Because Tuesday is the heaviest work day of the week for a NFL staff, Marvin Lewis and assistant secondary coach Louie Cioffi celebrated their birthdays Monday.

Cioffi turned 30 on that inconvenient Sunday known as Game Day. Lewis became 45 Tuesday, still not quite believing that first victory as a NFL head coach didn't come at age 44. But as he poked at a piece of carrot cake all by himself after all his coaches had eaten Monday night, 0-3 was as real as the calories.

But this is what you have to do. You have to judge the term of a head coach by birthdays and not Sundays.

The record is the same, and the good people of Bengaldom don't want to hear about it being a process and taking time and baking a cake, and all that other give-it-time stuff that has worn thin after a dozen years of nothing.

But the record is the only thing that is the same. When you turn a country club into a YMCA, it takes time to sort out the membership.

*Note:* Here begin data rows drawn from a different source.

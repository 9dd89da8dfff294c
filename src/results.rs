use chrono::{DateTime, Utc};
use serde::{Deserialize, Serialize};
use std::collections::HashSet;

/// A hyperlink discovered on a page.
#[derive(Debug, Clone, PartialEq, Eq, Serialize, Deserialize)]
pub struct Link {
    /// Absolute URL the link resolves to
    pub url: String,

    /// Visible link text (the raw href when the anchor had no text)
    pub text: String,

    /// The href attribute exactly as written in the markup
    pub original_href: String,
}

/// Content extracted from one page of a traversal.
///
/// Immutable once produced; appended to the session's ordered result list.
#[derive(Debug, Clone, Serialize, Deserialize)]
pub struct PageResult {
    /// URL of the page (the start URL in control-driven mode)
    pub url: String,

    /// 1-based position in the traversal, strictly increasing with no gaps
    pub page_number: u32,

    /// Normalized text, one semantic block per line, links shown inline
    pub text: String,

    /// Outbound links, deduplicated by absolute URL within the page
    pub links: Vec<Link>,
}

impl PageResult {
    /// Create a new page result
    pub fn new(url: String, page_number: u32, text: String, links: Vec<Link>) -> Self {
        Self {
            url,
            page_number,
            text,
            links,
        }
    }
}

/// Why a traversal stopped. Reasons are mutually exclusive.
#[derive(Debug, Clone, Copy, PartialEq, Eq, Serialize, Deserialize)]
#[serde(rename_all = "snake_case")]
pub enum StopReason {
    /// The page had no detectable pagination
    SinglePage,

    /// URL mode: the pagination queue drained
    QueueExhausted,

    /// The user-requested page cap was reached
    LimitReached,

    /// The fixed safety ceiling was hit (no user cap in effect)
    SafetyCeiling,

    /// Cancellation was observed at a step boundary
    Cancelled,

    /// Control mode: extracted content stopped changing between activations
    ContentStable,

    /// Control mode: a "current X of Y" indicator proved the last page
    ExplicitLastPage,

    /// Control mode: no usable next control remained on the page
    NoNextControl,

    /// Control mode: the next control could not be triggered 3 times in a row
    ActivationFailed,
}

/// Ordered pages plus termination metadata, returned by every traversal.
#[derive(Debug, Clone, Serialize, Deserialize)]
pub struct ExtractionOutcome {
    /// Pages in traversal order
    pub pages: Vec<PageResult>,

    /// Why the traversal ended
    pub reason: StopReason,
}

impl ExtractionOutcome {
    /// Create an outcome from collected pages and a termination reason
    pub fn new(pages: Vec<PageResult>, reason: StopReason) -> Self {
        Self { pages, reason }
    }

    /// Page texts joined in page order by exactly one blank line
    pub fn combined_text(&self) -> String {
        self.pages
            .iter()
            .map(|p| p.text.as_str())
            .collect::<Vec<_>>()
            .join("\n\n")
    }

    /// All links across the session, deduplicated by absolute URL.
    ///
    /// First-seen entries win, preserving page order.
    pub fn combined_links(&self) -> Vec<Link> {
        let mut seen = HashSet::new();
        let mut links = Vec::new();
        for page in &self.pages {
            for link in &page.links {
                if seen.insert(link.url.clone()) {
                    links.push(link.clone());
                }
            }
        }
        links
    }
}

/// The persisted shape of a finished extraction, ready for an external store.
#[derive(Debug, Clone, Serialize, Deserialize)]
pub struct ExtractionRecord {
    pub job_id: String,
    pub url: String,
    pub selector: Option<String>,

    /// Page texts joined in page order by exactly one blank line
    pub content: String,

    /// Session-level deduplicated link list
    pub links: Vec<Link>,

    pub pages_extracted: usize,
    pub total_characters: usize,
    pub total_links: usize,

    pub created_at: DateTime<Utc>,
    pub completed_at: DateTime<Utc>,
}

impl ExtractionRecord {
    /// Build the record for a finished outcome.
    ///
    /// `created_at` is the job submission time; `completed_at` is stamped here.
    pub fn from_outcome(
        job_id: &str,
        url: &str,
        selector: Option<&str>,
        outcome: &ExtractionOutcome,
        created_at: DateTime<Utc>,
    ) -> Self {
        let content = outcome.combined_text();
        let links = outcome.combined_links();
        Self {
            job_id: job_id.to_string(),
            url: url.to_string(),
            selector: selector.map(|s| s.to_string()),
            total_characters: content.chars().count(),
            total_links: links.len(),
            pages_extracted: outcome.pages.len(),
            content,
            links,
            created_at,
            completed_at: Utc::now(),
        }
    }
}
pub mod html;
pub mod text;

#[cfg(test)]
mod tests;

use crate::results::Link;

/// Result of extracting one page's markup: normalized text with links shown
/// inline, plus the page's outbound links as a separate list.
#[derive(Debug, Clone)]
pub struct ExtractedContent {
    /// Extracted text content, one semantic block per line
    pub text: String,

    /// Outbound links in document order, deduplicated by absolute URL
    pub links: Vec<Link>,
}

impl ExtractedContent {
    /// Creates a new extracted content value
    pub fn new(text: String, links: Vec<Link>) -> Self {
        Self { text, links }
    }

    /// Whether the extraction produced no usable text
    pub fn is_empty(&self) -> bool {
        self.text.trim().is_empty()
    }
}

On Sunday, Lewis sat down the Bengals' best receiver, Chad Johnson, because of discipline. Even if it was just for a series. On Monday, he chided his players for detailing to the press how there was a miscommunication on the Steelers' successful fake field goal that turned Sunday's game into a loss.

"What's done is done," Lewis said. "When we lose, it's my fault. I'll take responsibility for that. When they win, it's their fault and they did a hell of a job. That's the way we operate."

He told them it wouldn't happen again when there is snafu like that on the field. No finger pointing. No excuses. No nothing. Just go to the next game.

There may not be a win, but it isn't the same.

"He's got moré of a stranglehold on this team than you would think an 0-3 ball club would be," said right tackle Willie Anderson, who has been on four 0-3 teams. "If there's one thing veterans can hold their head up about and say it is different, we do have a commanding leader."

It takes birthdays, not Sundays.

"When you're trying to root out some of the negative things that have gone on around here in the past and guys who have been around it, that's a long process," said quarterback Jon Kitna. "It's a process. There's going to be some hurt, there's going to be some pain, and there are going to be some feelings that are going to get hurt. But in the end, the reward is far greater than the pain you have to go through."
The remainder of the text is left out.